*** Opening RECORDED DATA ***
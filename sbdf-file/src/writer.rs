use std::io::Write;

use bytes::BytesMut;
use sbdf_error::{SbdfResult, sbdf_bail};
use sbdf_metadata::TableMetadata;

use crate::header::FileHeader;
use crate::section::{SectionId, write_section};
use crate::slice::{TableSlice, TableSliceView};

/// Create a writer for a table described by `metadata`, writing the header and metadata.
pub fn open_for_write<W: Write>(write: W, metadata: TableMetadata) -> SbdfResult<SbdfWriter<W>> {
    SbdfWriter::try_new(write, metadata)
}

/// A forward-only writer of SBDF streams.
///
/// Once writing to the stream fails the writer refuses further slices and [`finish`](Self::finish) fails, so an
/// aborted stream never carries an end marker.
pub struct SbdfWriter<W> {
    write: W,
    metadata: TableMetadata,
    buffer: BytesMut,
    poisoned: bool,
    slices_written: usize,
    rows_written: usize,
}

impl<W: Write> SbdfWriter<W> {
    /// Write the file header and table metadata sections.
    pub fn try_new(mut write: W, metadata: TableMetadata) -> SbdfResult<Self> {
        let mut buffer = BytesMut::new();
        FileHeader::default().write(&mut buffer);
        write_section(&mut buffer, SectionId::TableMetadata);
        metadata.write(&mut buffer)?;
        write.write_all(&buffer)?;
        buffer.clear();

        log::debug!(
            "Started SBDF stream with {} columns",
            metadata.column_count()
        );

        Ok(Self {
            write,
            metadata,
            buffer,
            poisoned: false,
            slices_written: 0,
            rows_written: 0,
        })
    }

    /// The metadata every written slice must belong to.
    pub fn metadata(&self) -> &TableMetadata {
        &self.metadata
    }

    /// Write a complete table slice.
    pub fn write(&mut self, slice: &TableSlice) -> SbdfResult<()> {
        self.write_view(&slice.as_view())
    }

    /// Write a complete table slice borrowing its arrays.
    pub fn write_view(&mut self, slice: &TableSliceView<'_>) -> SbdfResult<()> {
        if self.poisoned {
            sbdf_bail!("writer failed earlier and cannot accept further slices");
        }
        if slice.metadata() != &self.metadata {
            sbdf_bail!(IncorrectColumnMetadata: "table slice belongs to a different table");
        }

        // nothing reaches the stream until the whole slice is encoded
        self.buffer.clear();
        slice.write(&mut self.buffer)?;
        if let Err(e) = self.write.write_all(&self.buffer) {
            self.poisoned = true;
            return Err(e.into());
        }

        self.slices_written += 1;
        self.rows_written += slice.row_count();
        log::trace!(
            "Wrote table slice {} with {} rows in {} bytes",
            self.slices_written,
            slice.row_count(),
            self.buffer.len()
        );
        Ok(())
    }

    /// Write the table end section, flush, and give back the underlying stream.
    pub fn finish(mut self) -> SbdfResult<W> {
        if self.poisoned {
            sbdf_bail!("writer failed earlier, refusing to end the table");
        }
        self.buffer.clear();
        write_section(&mut self.buffer, SectionId::TableEnd);
        self.write.write_all(&self.buffer)?;
        self.write.flush()?;

        log::debug!(
            "Finished SBDF stream after {} slices, {} rows",
            self.slices_written,
            self.rows_written
        );
        Ok(self.write)
    }
}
*** Closing RECORDED DATA ***
WHAT TO DO » Please output all of the entries without changing a single character.

SOLVED EXERCISE »
filename sbdf-file/src/writer.rs
use std::io::Write;

use bytes::BytesMut;
use sbdf_error::{SbdfResult, sbdf_bail};
use sbdf_metadata::TableMetadata;

use crate::header::FileHeader;
use crate::section::{SectionId, write_section};
use crate::slice::{TableSlice, TableSliceView};

/// Create a writer for a table described by `metadata`, writing the header and metadata.
pub fn open_for_write<W: Write>(write: W, metadata: TableMetadata) -> SbdfResult<SbdfWriter<W>> {
    SbdfWriter::try_new(write, metadata)
}

/// A forward-only writer of SBDF streams.
///
/// Once writing to the stream fails the writer refuses further slices and [`finish`](Self::finish) fails, so an
/// aborted stream never carries an end marker.
pub struct SbdfWriter<W> {
    write: W,
    metadata: TableMetadata,
    buffer: BytesMut,
    poisoned: bool,
    slices_written: usize,
    rows_written: usize,
}

impl<W: Write> SbdfWriter<W> {
    /// Write the file header and table metadata sections.
    pub fn try_new(mut write: W, metadata: TableMetadata) -> SbdfResult<Self> {
        let mut buffer = BytesMut::new();
        FileHeader::default().write(&mut buffer);
        write_section(&mut buffer, SectionId::TableMetadata);
        metadata.write(&mut buffer)?;
        write.write_all(&buffer)?;
        buffer.clear();

        log::debug!(
            "Started SBDF stream with {} columns",
            metadata.column_count()
        );

        Ok(Self {
            write,
            metadata,
            buffer,
            poisoned: false,
            slices_written: 0,
            rows_written: 0,
        })
    }

    /// The metadata every written slice must belong to.
    pub fn metadata(&self) -> &TableMetadata {
        &self.metadata
    }

    /// Write a complete table slice.
    pub fn write(&mut self, slice: &TableSlice) -> SbdfResult<()> {
        self.write_view(&slice.as_view())
    }

    /// Write a complete table slice borrowing its arrays.
    pub fn write_view(&mut self, slice: &TableSliceView<'_>) -> SbdfResult<()> {
        if self.poisoned {
            sbdf_bail!("writer failed earlier and cannot accept further slices");
        }
        if slice.metadata() != &self.metadata {
            sbdf_bail!(IncorrectColumnMetadata: "table slice belongs to a different table");
        }

        // nothing reaches the stream until the whole slice is encoded
        self.buffer.clear();
        slice.write(&mut self.buffer)?;
        if let Err(e) = self.write.write_all(&self.buffer) {
            self.poisoned = true;
            return Err(e.into());
        }

        self.slices_written += 1;
        self.rows_written += slice.row_count();
        log::trace!(
            "Wrote table slice {} with {} rows in {} bytes",
            self.slices_written,
            slice.row_count(),
            self.buffer.len()
        );
        Ok(())
    }

    /// Write the table end section, flush, and give back the underlying stream.
    pub fn finish(mut self) -> SbdfResult<W> {
        if self.poisoned {
            sbdf_bail!("writer failed earlier, refusing to end the table");
        }
        self.buffer.clear();
        write_section(&mut self.buffer, SectionId::TableEnd);
        self.write.write_all(&self.buffer)?;
        self.write.flush()?;

        log::debug!(
            "Finished SBDF stream after {} slices, {} rows",
            self.slices_written,
            self.rows_written
        );
        Ok(self.write)
    }
}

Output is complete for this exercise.